IKU non-cascading dapat juga berasal dari mandat (mandatory) pemilik peta strategi dan/atau pengelola kinerja pada tingkat yang lebih tinggi. IKU yang bersifat mandatory ini wajib disusun oleh unit/pegawai yang mendapatkan mandat.

Ketentuan IKU non-cascading:

  1. tidak ada tanggung jawab pencapaian target yang di-cascade dari unit/pegawai yang lebih tinggi;
  2. target atau realisasi IKU unit/pegawai yang lebih rendah tidak dikonsolidasikan ke unit/pegawai di atasnya; dan
  3. jenis output tidak identik/tidak sama.

Contoh 1:
Suatu unit Eselon II memiliki tugas melakukan sosialisasi yang dilakukan baik dalam kelas maupun menggunakan Buletin. Pada level Eselon II, diukur dengan IKU “Indeks efektivitas sosialisasi” yang diukur dengan menggunakan kuesioner.

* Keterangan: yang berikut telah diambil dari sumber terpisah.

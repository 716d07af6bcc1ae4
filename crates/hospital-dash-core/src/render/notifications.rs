//! Notification dropdown list.

use super::{escape, RenderContext};
use crate::dispatch::Action;
use crate::format::{notification_icon, time_ago_str};
use crate::models::Notification;
use crate::state::ListState;

pub fn notification_list(list: &ListState<Notification>, ctx: &RenderContext) -> String {
    match list {
        ListState::Loaded(items) if items.is_empty() => {
            r#"<div class="no-notifications">No notifications</div>"#.to_string()
        }
        ListState::Loaded(items) => items.iter().map(|n| notification_item(n, ctx)).collect(),
        ListState::Idle | ListState::Failed => String::new(),
    }
}

fn notification_item(notification: &Notification, ctx: &RenderContext) -> String {
    format!(
        r#"<div class="notification-item {}" data-notification="{}">
    <div class="notification-icon"><i class="fas {}"></i></div>
    <div class="notification-content">
        <div class="notification-message">{}</div>
        <div class="notification-time">{}</div>
    </div>
    <div class="notification-actions"><button type="button" class="mark-read-btn" {}><i class="fas fa-check"></i></button></div>
</div>"#,
        if notification.read { "read" } else { "unread" },
        notification.id,
        notification_icon(&notification.kind),
        escape(&notification.message),
        escape(&time_ago_str(&notification.created_at, ctx.now)),
        Action::MarkRead(notification.id).data_attrs()
    )
}

#[cfg(test)]
mod tests {
    use super::*;
    use crate::models::NotificationKind;
    use chrono::{NaiveDate, TimeZone, Utc};
    use tokio::time::Instant;

    fn ctx() -> RenderContext {
        RenderContext {
            today: NaiveDate::from_ymd_opt(2026, 3, 10).unwrap(),
            now: Utc.with_ymd_and_hms(2026, 3, 10, 12, 0, 0).unwrap(),
            instant: Instant::now(),
        }
    }

    #[test]
    fn test_items_show_icon_and_age() {
        let list = ListState::Loaded(vec![
            Notification {
                id: 1,
                message: "Low stock: Gauze".into(),
                kind: NotificationKind::Supply,
                created_at: "2026-03-10T09:00:00".into(),
                read: false,
            },
            Notification {
                id: 2,
                message: "Surgery scheduled".into(),
                kind: NotificationKind::Surgery,
                created_at: "2026-03-10T11:59:30".into(),
                read: true,
            },
        ]);
        let html = notification_list(&list, &ctx());
        assert!(html.contains("fa-box-open"));
        assert!(html.contains("3 hours ago"));
        assert!(html.contains("just now"));
        assert!(html.contains(r#"notification-item unread" data-notification="1""#));
        assert!(html.contains(r#"data-action="mark-read" data-id="2""#));
    }

    #[test]
    fn test_empty_list() {
        let html = notification_list(&ListState::Loaded(vec![]), &ctx());
        assert_eq!(html, r#"<div class="no-notifications">No notifications</div>"#);
    }
}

Sedangkan, pada level Eselon III di bawahnya ditambahkan IKU non-cascading mengenai penyelesaian buletin yang terkait dengan SS “Edukasi dan Komunikasi yang Efektif”. Hal ini dapat digambarkan sebagai berikut:

Contoh IKU non-cascading I

Contoh IKU non-cascading I.

Contoh 2:
IKU Unit Eselon II “Waktu penyelesaian kajian” dengan target 5 hari (1 kajian). IKU pada unit di bawahnya, adalah:

  1. Pada Unit Eselon III terdapat IKU “waktu penyelesaian konsep kajian” dengan target 3 hari. Output-nya adalah konsep kajian.
  2. Pada Unit Eselon IV terdapat IKU “waktu penyelesaian analisis kajian” dengan target 1 hari. Output-nya adalah analisis kajian.
  3. Pada Pelaksana terdapat IKU “waktu pengumpulan dan penyajian data analisis kajian” dengan target waktu 7 hari. Output-nya adalah data analisis kajian.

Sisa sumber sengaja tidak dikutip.